Assignment ▸ How many of the lines in the material below contain the word "when"? Give the number alone.

──────────────────────────────

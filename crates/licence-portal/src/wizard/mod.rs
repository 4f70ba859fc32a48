//! The application wizard: the accumulating record, the step controller,
//! the record fetchers, category selection, and the service tying them to
//! the identity hand-off and the payment gateway.

pub mod categories;
pub mod client;
pub mod controller;
pub mod domain;
pub mod records;
pub mod router;
pub mod service;
pub mod session;

#[cfg(test)]
mod tests;

pub use categories::{standard_catalogue, LicenceCategory};
pub use client::HttpRecordsClient;
pub use controller::{WizardController, WizardError, WizardStep, TOTAL_STEPS};
pub use domain::{
    ApplicationId, ApplicationPhase, ApplicationRecord, ApplicationSession, ApplicantIdentity,
    FieldValue, MedicalCertificate, TestResult, DEFAULT_AVATAR,
};
pub use records::{
    FetchState, RecordSlice, RecordsClient, RecordsError, RecordsProgress, PRACTICAL_PASS_MARK,
    WRITTEN_PASS_MARK,
};
pub use router::application_router;
pub use service::{LicenceApplicationService, PaymentParams, ServiceError};
pub use session::{SessionError, SessionRepository, SessionView};
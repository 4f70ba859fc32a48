use serde::{Deserialize, Serialize};

use super::domain::{ApplicationRecord, FieldValue};

/// Ordered wizard steps. Review and later screens are not steps; the
/// wizard ends when the terminal step submits.
#[derive(Debug, Clone, Copy, PartialEq, Eq, PartialOrd, Ord, Serialize, Deserialize)]
#[serde(rename_all = "snake_case")]
pub enum WizardStep {
    PersonalDetails,
    SupportingRecords,
    LicenceCategories,
}

pub const TOTAL_STEPS: u8 = 3;

impl WizardStep {
    pub const fn index(self) -> u8 {
        match self {
            WizardStep::PersonalDetails => 1,
            WizardStep::SupportingRecords => 2,
            WizardStep::LicenceCategories => 3,
        }
    }

    pub const fn label(self) -> &'static str {
        match self {
            WizardStep::PersonalDetails => "Personal Details",
            WizardStep::SupportingRecords => "Supporting Records",
            WizardStep::LicenceCategories => "Licence Categories",
        }
    }

    fn from_index(index: u8) -> Self {
        match index {
            1 => WizardStep::PersonalDetails,
            2 => WizardStep::SupportingRecords,
            _ => WizardStep::LicenceCategories,
        }
    }

    pub const fn is_terminal(self) -> bool {
        self.index() == TOTAL_STEPS
    }
}

/// Forward/backward pointer over the step list plus the shared record.
///
/// Navigation at the boundaries is a silent no-op; only `submit` away from
/// the terminal step is an error.
#[derive(Debug, Clone, Serialize, Deserialize)]
pub struct WizardController {
    current_step: WizardStep,
    record: ApplicationRecord,
}

impl WizardController {
    pub fn new(record: ApplicationRecord) -> Self {
        Self {
            current_step: WizardStep::PersonalDetails,
            record,
        }
    }

    pub fn current_step(&self) -> WizardStep {
        self.current_step
    }

    pub fn record(&self) -> &ApplicationRecord {
        &self.record
    }

    pub fn record_mut(&mut self) -> &mut ApplicationRecord {
        &mut self.record
    }

    /// Advances one step; no-op at the terminal step.
    pub fn next(&mut self) {
        if !self.current_step.is_terminal() {
            self.current_step = WizardStep::from_index(self.current_step.index() + 1);
        }
    }

    /// Steps back; no-op at step 1.
    pub fn back(&mut self) {
        if self.current_step.index() > 1 {
            self.current_step = WizardStep::from_index(self.current_step.index() - 1);
        }
    }

    /// Merges one field into the record.
    pub fn update_field(&mut self, key: impl Into<String>, value: FieldValue) {
        self.record.merge_field(key, value);
    }

    /// Toggles one licence-category selection.
    pub fn toggle_category(&mut self, id: &str) {
        self.record.toggle_category(id);
    }

    /// Hands the record to the caller unchanged. Only the terminal step may
    /// submit.
    pub fn submit(&self) -> Result<ApplicationRecord, WizardError> {
        if !self.current_step.is_terminal() {
            return Err(WizardError::NotAtFinalStep {
                current: self.current_step.index(),
            });
        }
        Ok(self.record.clone())
    }
}

#[derive(Debug, thiserror::Error)]
pub enum WizardError {
    #[error("submit is only available from step {TOTAL_STEPS}, currently at step {current}")]
    NotAtFinalStep { current: u8 },
    #[error("supporting records are still outstanding")]
    RecordsOutstanding,
}
use licence_portal_api::run;

#[tokio::main]
async fn main() {
    if let Err(err) = run().await {
        eprintln!("application error: {err}");
        std::process::exit(1);
    }
}
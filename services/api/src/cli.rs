use crate::demo::{run_demo, DemoArgs};
use crate::server;
use clap::{Args, Parser, Subcommand};
use licence_portal::error::AppError;

#[derive(Parser, Debug)]
#[command(
    name = "Licence Application Portal",
    about = "Run the online driving-licence application portal from the command line",
    version
)]
struct Cli {
    #[command(subcommand)]
    command: Option<Command>,
}

#[derive(Subcommand, Debug)]
enum Command {
    /// Start the HTTP service (default command)
    Serve(ServeArgs),
    /// Walk the full application journey against in-memory adapters
    Demo(DemoArgs),
}

#[derive(Args, Debug, Default)]
pub(crate) struct ServeArgs {
    /// Override the configured host for the HTTP server
    #[arg(long)]
    pub(crate) host: Option<String>,
    /// Override the configured port for the HTTP server
    #[arg(long)]
    pub(crate) port: Option<u16>,
}

pub(crate) async fn run() -> Result<(), AppError> {
    let cli = Cli::parse();
    let command = cli
        .command
        .unwrap_or_else(|| Command::Serve(ServeArgs::default()));

    match command {
        Command::Serve(args) => server::run(args).await,
        Command::Demo(args) => run_demo(args).await,
    }
}
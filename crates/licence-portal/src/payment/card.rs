//! Card-side validation and formatting for the payment form.
//!
//! These are deliberately pure; the gateway never sees a card the form has
//! not already validated.

use chrono::{Datelike, NaiveDate};

/// Issuer families recognized by leading-digit pattern.
#[derive(Debug, Clone, Copy, PartialEq, Eq)]
pub enum CardType {
    Visa,
    Mastercard,
    Amex,
    Discover,
    Unknown,
}

impl CardType {
    pub const fn label(self) -> &'static str {
        match self {
            CardType::Visa => "visa",
            CardType::Mastercard => "mastercard",
            CardType::Amex => "amex",
            CardType::Discover => "discover",
            CardType::Unknown => "unknown",
        }
    }
}

/// A card number is valid when it is 13-19 decimal digits (whitespace
/// ignored) and passes the Luhn checksum.
pub fn validate_card_number(card_number: &str) -> bool {
    let cleaned = strip_spaces(card_number);
    if cleaned.len() < 13 || cleaned.len() > 19 {
        return false;
    }
    if !cleaned.chars().all(|c| c.is_ascii_digit()) {
        return false;
    }
    luhn_check(&cleaned)
}

/// `MM/YY`, both parts exactly two digits, month in range, and the pair not
/// strictly before `today`'s (year mod 100, month).
pub fn validate_expiry_date(expiry: &str, today: NaiveDate) -> bool {
    let mut parts = expiry.splitn(2, '/');
    let (month, year) = match (parts.next(), parts.next()) {
        (Some(month), Some(year)) if month.len() == 2 && year.len() == 2 => (month, year),
        _ => return false,
    };

    let exp_month: u32 = match month.parse() {
        Ok(value) => value,
        Err(_) => return false,
    };
    let exp_year: i32 = match year.parse() {
        Ok(value) => value,
        Err(_) => return false,
    };

    if !(1..=12).contains(&exp_month) {
        return false;
    }

    let current_year = today.year().rem_euclid(100);
    let current_month = today.month();

    if exp_year < current_year {
        return false;
    }
    if exp_year == current_year && exp_month < current_month {
        return false;
    }

    true
}

pub fn validate_cvv(cvv: &str) -> bool {
    (3..=4).contains(&cvv.len()) && cvv.chars().all(|c| c.is_ascii_digit())
}

/// Regroups the digits into blocks of four separated by single spaces.
pub fn format_card_number(card_number: &str) -> String {
    let cleaned = strip_spaces(card_number);
    let chunks: Vec<String> = cleaned
        .as_bytes()
        .chunks(4)
        .map(|chunk| String::from_utf8_lossy(chunk).into_owned())
        .collect();
    chunks.join(" ")
}

/// Keeps only digits and inserts the `/` separator once a third digit
/// arrives, capping at `MM/YY`.
pub fn format_expiry_date(expiry: &str) -> String {
    let cleaned: String = expiry.chars().filter(|c| c.is_ascii_digit()).collect();
    if cleaned.len() < 2 {
        return cleaned;
    }
    if cleaned.len() == 2 {
        return cleaned;
    }
    let month = &cleaned[..2];
    let year = &cleaned[2..cleaned.len().min(4)];
    format!("{month}/{year}")
}

/// Classifies the issuer by standard prefix ranges.
pub fn card_type(card_number: &str) -> CardType {
    let cleaned = strip_spaces(card_number);
    let mut digits = cleaned.chars();
    let first = digits.next();
    let second = digits.next();

    match (first, second) {
        (Some('4'), _) => CardType::Visa,
        (Some('5'), Some(second)) if ('1'..='5').contains(&second) => CardType::Mastercard,
        (Some('3'), Some('4')) | (Some('3'), Some('7')) => CardType::Amex,
        (Some('6'), _) => CardType::Discover,
        _ => CardType::Unknown,
    }
}

fn strip_spaces(value: &str) -> String {
    value.chars().filter(|c| !c.is_whitespace()).collect()
}

fn luhn_check(digits: &str) -> bool {
    let mut sum = 0u32;
    let mut double = false;

    for c in digits.chars().rev() {
        let mut digit = match c.to_digit(10) {
            Some(d) => d,
            None => return false,
        };

        if double {
            digit *= 2;
            if digit > 9 {
                digit -= 9;
            }
        }

        sum += digit;
        double = !double;
    }

    sum % 10 == 0
}

#[cfg(test)]
mod tests {
    use super::*;

    fn reference_date() -> NaiveDate {
        NaiveDate::from_ymd_opt(2025, 6, 15).expect("valid date")
    }

    #[test]
    fn accepts_valid_luhn_number_with_spaces() {
        assert!(validate_card_number("4111 1111 1111 1111"));
    }

    #[test]
    fn rejects_short_and_non_luhn_numbers() {
        assert!(!validate_card_number("1234"));
        assert!(!validate_card_number("4111111111111112"));
        assert!(!validate_card_number("4111a11111111111"));
    }

    #[test]
    fn formats_card_number_into_blocks_of_four() {
        assert_eq!(format_card_number("4111111111111111"), "4111 1111 1111 1111");
        assert_eq!(format_card_number("378282246310005"), "3782 8224 6310 005");
    }

    #[test]
    fn formats_expiry_progressively() {
        assert_eq!(format_expiry_date("1"), "1");
        assert_eq!(format_expiry_date("12"), "12");
        assert_eq!(format_expiry_date("1225"), "12/25");
        assert_eq!(format_expiry_date("12/25"), "12/25");
    }

    #[test]
    fn expiry_in_the_past_is_rejected() {
        assert!(!validate_expiry_date("01/20", reference_date()));
        assert!(!validate_expiry_date("05/25", reference_date()));
    }

    #[test]
    fn expiry_current_month_and_future_accepted() {
        assert!(validate_expiry_date("06/25", reference_date()));
        assert!(validate_expiry_date("12/30", reference_date()));
    }

    #[test]
    fn expiry_requires_two_digit_parts() {
        assert!(!validate_expiry_date("1/25", reference_date()));
        assert!(!validate_expiry_date("13/30", reference_date()));
        assert!(!validate_expiry_date("1230", reference_date()));
    }

    #[test]
    fn cvv_must_be_three_or_four_digits() {
        assert!(validate_cvv("123"));
        assert!(validate_cvv("1234"));
        assert!(!validate_cvv("12"));
        assert!(!validate_cvv("12345"));
        assert!(!validate_cvv("12a"));
    }

    #[test]
    fn classifies_issuers_by_prefix() {
        assert_eq!(card_type("4111111111111111"), CardType::Visa);
        assert_eq!(card_type("5500000000000004"), CardType::Mastercard);
        assert_eq!(card_type("340000000000009"), CardType::Amex);
        assert_eq!(card_type("370000000000002"), CardType::Amex);
        assert_eq!(card_type("6011000000000004"), CardType::Discover);
        assert_eq!(card_type("9999999999999999"), CardType::Unknown);
        assert_eq!(card_type("5600000000000000"), CardType::Unknown);
    }
}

──────────────────────────────

Written answer ▸ 2